Hasegawa Takanori, Nagasaki Masao, Yamaguchi Rui, Imoto Seiya, Miyano Satoru
Bioinformatics Center, Institute for Chemical Research, Kyoto University, Gokasho, Uji, Kyoto, Japan.
Department of Integrative Genomics, Tohoku Medical Megabank Organization, Tohoku University, 6-3-09 Aoba, Aramaki, Aoba-ku, Sendai, Japan.
Biosystems. 2014 Jul;121:54-66. doi: 10.1016/j.biosystems.2014.06.001. Epub 2014 Jun 5.

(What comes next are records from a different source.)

//! Error types for the completion handler and the batch worker

use thiserror::Error;

use crate::export::TaskLifecycle;

/// Failures raised while handling a batch completion event
#[derive(Debug, Error)]
pub enum HandlerError {
    /// Required setting missing or malformed at startup
    #[error("configuration error: {0}")]
    Config(String),

    /// A managed service rejected or failed a request
    #[error("{operation} failed: {message}")]
    ExternalService {
        operation: &'static str,
        message: String,
    },

    /// Export task reached a terminal state other than SUCCEEDED
    #[error("export task {task_id} ended in {lifecycle}{}", failure_suffix(.failure_message))]
    ExportFailed {
        task_id: String,
        lifecycle: TaskLifecycle,
        failure_message: Option<String>,
    },

    /// Export task still not finished after the configured number of polls
    #[error("export task {task_id} not finished after {attempts} polls (last state {lifecycle})")]
    ExportTimedOut {
        task_id: String,
        attempts: u32,
        lifecycle: TaskLifecycle,
    },

    /// Describe call did not return the task we created
    #[error("export task {task_id} not found on file system {file_system_id}")]
    ExportTaskMissing {
        task_id: String,
        file_system_id: String,
    },

    /// Result object body could not be read as a number
    #[error("result object {key} is not a valid number: {reason}")]
    InvalidResult { key: String, reason: String },

    #[error(transparent)]
    Io(#[from] std::io::Error),
}

impl HandlerError {
    pub fn external(operation: &'static str, message: impl Into<String>) -> Self {
        HandlerError::ExternalService {
            operation,
            message: message.into(),
        }
    }
}

fn failure_suffix(message: &Option<String>) -> String {
    match message {
        Some(message) => format!(": {}", message),
        None => String::new(),
    }
}

/// Failures raised by the reserve simulation worker
#[derive(Debug, Error)]
pub enum SimulationError {
    #[error("failed to read policies: {0}")]
    Csv(#[from] csv::Error),

    #[error(transparent)]
    Io(#[from] std::io::Error),

    #[error("policy {policy_id}: {reason}")]
    InvalidPolicy { policy_id: String, reason: String },
}

pub type Result<T, E = HandlerError> = std::result::Result<T, E>;
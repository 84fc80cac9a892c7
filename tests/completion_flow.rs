//! End-to-end flow: workers write reserve files, the completion handler exports
//! and sums them.

use std::collections::HashMap;
use std::fs;
use std::path::Path;
use std::sync::Mutex;

use actuarial_batch::config::{
    HandlerConfig, ENV_FSX_PATH, ENV_FSX_SYSTEM_ID, ENV_POLL_INTERVAL_SECS, ENV_S3_BUCKET_NAME,
};
use actuarial_batch::error::{HandlerError, Result};
use actuarial_batch::events::BatchJobEvent;
use actuarial_batch::export::{ExportService, ExportTask, TaskLifecycle};
use actuarial_batch::policy::load_policies;
use actuarial_batch::results::LocalResultStore;
use actuarial_batch::simulation::{result_path, write_reserve, ClaimsSimulator, SimulationConfig};
use actuarial_batch::{CompletionHandler, CompletionReport};
use approx::assert_relative_eq;
use async_trait::async_trait;

/// Export that finishes on the third status query
struct SlowExport {
    polls: Mutex<u32>,
}

#[async_trait]
impl ExportService for SlowExport {
    async fn create_export_task(
        &self,
        _file_system_id: &str,
        paths: &[String],
    ) -> Result<ExportTask> {
        assert_eq!(paths, ["output/".to_string()]);
        Ok(ExportTask {
            task_id: "task-00000001".to_string(),
            lifecycle: TaskLifecycle::Pending,
            failure_message: None,
        })
    }

    async fn describe_task(
        &self,
        _file_system_id: &str,
        task_id: &str,
    ) -> Result<Option<ExportTask>> {
        let mut polls = self.polls.lock().unwrap();
        *polls += 1;
        let lifecycle = if *polls >= 3 {
            TaskLifecycle::Succeeded
        } else {
            TaskLifecycle::Executing
        };
        Ok(Some(ExportTask {
            task_id: task_id.to_string(),
            lifecycle,
            failure_message: None,
        }))
    }
}

fn handler_config() -> HandlerConfig {
    let vars: HashMap<&str, &str> = [
        (ENV_FSX_SYSTEM_ID, "fs-0123456789abcdef0"),
        (ENV_FSX_PATH, "output/"),
        (ENV_S3_BUCKET_NAME, "actuary-calculating-bucket"),
        (ENV_POLL_INTERVAL_SECS, "1"),
    ]
    .into_iter()
    .collect();
    HandlerConfig::from_lookup(|name| vars.get(name).map(|v| v.to_string())).unwrap()
}

fn succeeded_event() -> BatchJobEvent {
    serde_json::from_str(
        r#"{
            "version": "0",
            "id": "5f0b4f61-0c3c-4a1b-9a1e-0d7f0d0f7a10",
            "detail-type": "Batch Job State Change",
            "source": "aws.batch",
            "account": "123456789012",
            "time": "2024-03-01T12:00:00Z",
            "region": "us-east-1",
            "resources": [],
            "detail": {
                "jobName": "reserves",
                "jobId": "job-1",
                "jobQueue": "arn:aws:batch:us-east-1:123456789012:job-queue/actuary-computing-job-queue",
                "status": "SUCCEEDED"
            }
        }"#,
    )
    .unwrap()
}

fn write_shard(dir: &Path, name: &str, rows: &[&str]) {
    let mut body = String::from(
        "id,age,gender,smoking_status,occupation,policy_type,effective_date,term,premium\n",
    );
    for row in rows {
        body.push_str(row);
        body.push('\n');
    }
    fs::write(dir.join(name), body).unwrap();
}

#[tokio::test(start_paused = true)]
async fn test_workers_then_handler_sum_matches() {
    let fsx = tempfile::tempdir().unwrap();
    let input_dir = fsx.path().join("input");
    let output_dir = fsx.path().join("output");
    fs::create_dir_all(&input_dir).unwrap();

    write_shard(
        &input_dir,
        "shard-0.csv",
        &[
            "P-1,40,Male,Non-Smoker,Clerk,Term Life,2021-01-01,3650,800",
            "P-2,55,Female,Smoker,Pilot,Term Life,2021-02-01,1825,1500",
        ],
    );
    write_shard(
        &input_dir,
        "shard-1.csv",
        &["P-3,33,Female,No,Nurse,Whole Life,2020-05-20,7300,950"],
    );

    let mut expected = 0.0;
    for (seed, shard) in ["shard-0.csv", "shard-1.csv"].iter().enumerate() {
        let input = input_dir.join(shard);
        let policies = load_policies(&input).unwrap();
        let config = SimulationConfig {
            num_simulations: 200,
            seed: seed as u64,
            ..Default::default()
        };
        let estimate = ClaimsSimulator::new(&policies, config).unwrap().run();
        write_reserve(&result_path(&output_dir, &input), estimate.average_reserve).unwrap();
        expected += estimate.average_reserve;
    }
    // noise the aggregator must ignore
    fs::write(output_dir.join("summary.csv"), "12345").unwrap();
    fs::write(output_dir.join("partial.txt"), "").unwrap();

    let export = SlowExport { polls: Mutex::new(0) };
    let handler =
        CompletionHandler::new(export, LocalResultStore::new(fsx.path()), handler_config());

    let report = handler.handle(&succeeded_event()).await.unwrap();

    match report {
        CompletionReport::Completed { total_reserves, included, export_task_id, .. } => {
            // the written decimal is the shortest exact representation of each f64
            assert_relative_eq!(total_reserves, expected, max_relative = 1e-12);
            assert_eq!(included, 2);
            assert_eq!(export_task_id, "task-00000001");
        }
        other => panic!("unexpected report: {:?}", other),
    }
}

#[tokio::test(start_paused = true)]
async fn test_malformed_result_fails_invocation() {
    let fsx = tempfile::tempdir().unwrap();
    let output_dir = fsx.path().join("output");
    fs::create_dir_all(&output_dir).unwrap();
    fs::write(output_dir.join("a.txt"), "120.5").unwrap();
    fs::write(output_dir.join("b.txt"), "79.5 reserves").unwrap();

    let export = SlowExport { polls: Mutex::new(0) };
    let handler =
        CompletionHandler::new(export, LocalResultStore::new(fsx.path()), handler_config());

    let err = handler.handle(&succeeded_event()).await.unwrap_err();
    assert!(matches!(err, HandlerError::InvalidResult { ref key, .. } if key == "output/b.txt"));
}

Recently, several biological simulation models of, e.g., gene regulatory networks and metabolic pathways, have been constructed based on existing knowledge of biomolecular reactions, e.g., DNA-protein and protein-protein interactions. However, since these do not always contain all necessary molecules and reactions, their simulation results can be inconsistent with observational data. Therefore, improvements in such simulation models are urgently required. A previously reported method created multiple candidate simulation models by partially modifying existing models. However, this approach was computationally costly and could not handle a large number of candidates that are required to find models whose simulation results are highly consistent with the data. In order to overcome the problem, we focused on the fact that the qualitative dynamics of simulation models are highly similar if they share a certain amount of regulatory structures. This indicates that better fitting candidates tend to share the basic regulatory structure of the best fitting candidate, which can best predict the data among candidates. Thus, instead of evaluating all candidates, we propose an efficient explorative method that can selectively and sequentially evaluate candidates based on the similarity of their regulatory structures. Furthermore, in estimating the parameter values of a candidate, e.g., synthesis and degradation rates of mRNA, for the data, those of the previously evaluated candidates can be utilized. The method is applied here to the pharmacogenomic pathways for corticosteroids in rats, using time-series microarray expression data. In the performance test, we succeeded in obtaining more than 80% of consistent solutions within 15% of the computational time as compared to the comprehensive evaluation. Then, we applied this approach to 142 literature-recorded simulation models of corticosteroid-induced genes, and consequently selected 134 newly constructed better models. The method described here was found to be capable of efficiently exploring candidate simulation models and obtaining better models within a short span of time. Furthermore, the results suggest that there may be room for improvement in literature recorded pathways and that they can be systematically updated using biological observational data.
最近,基于生物分子反应的现有知识,如DNA - 蛋白质和蛋白质 - 蛋白质相互作用,构建了一些生物模拟模型,例如基因调控网络和代谢途径。然而,由于这些模型并不总是包含所有必要的分子和反应,其模拟结果可能与观测数据不一致。因此,迫切需要改进此类模拟模型。先前报道的一种方法通过部分修改现有模型来创建多个候选模拟模型。然而,这种方法计算成本高昂,并且无法处理大量候选模型,而这些候选模型是找到模拟结果与数据高度一致的模型所必需的。为了克服这个问题,我们关注到这样一个事实:如果模拟模型共享一定数量的调控结构,那么它们的定性动力学非常相似。这表明更好的拟合候选模型往往共享最佳拟合候选模型的基本调控结构,而最佳拟合候选模型在候选模型中对数据的预测能力最强。因此,我们提出了一种有效的探索方法,该方法可以基于候选模型调控结构的相似性,有选择地、顺序地评估候选模型,而不是评估所有候选模型。此外,在估计候选模型的参数值(例如mRNA的合成和降解速率)以拟合数据时,可以利用先前评估的候选模型的参数值。该方法在此处应用于大鼠中皮质类固醇的药物基因组学途径,使用时间序列微阵列表达数据。在性能测试中,与全面评估相比,我们成功地在15%的计算时间内获得了超过80%的一致解。然后,我们将这种方法应用于142个文献记录的皮质类固醇诱导基因的模拟模型,从而选择了新构建的134个更好的模型。结果表明,这里描述的方法能够有效地探索候选模拟模型,并在短时间内获得更好的模型。此外,结果表明文献记录的途径可能还有改进的空间,并且可以使用生物学观测数据进行系统更新。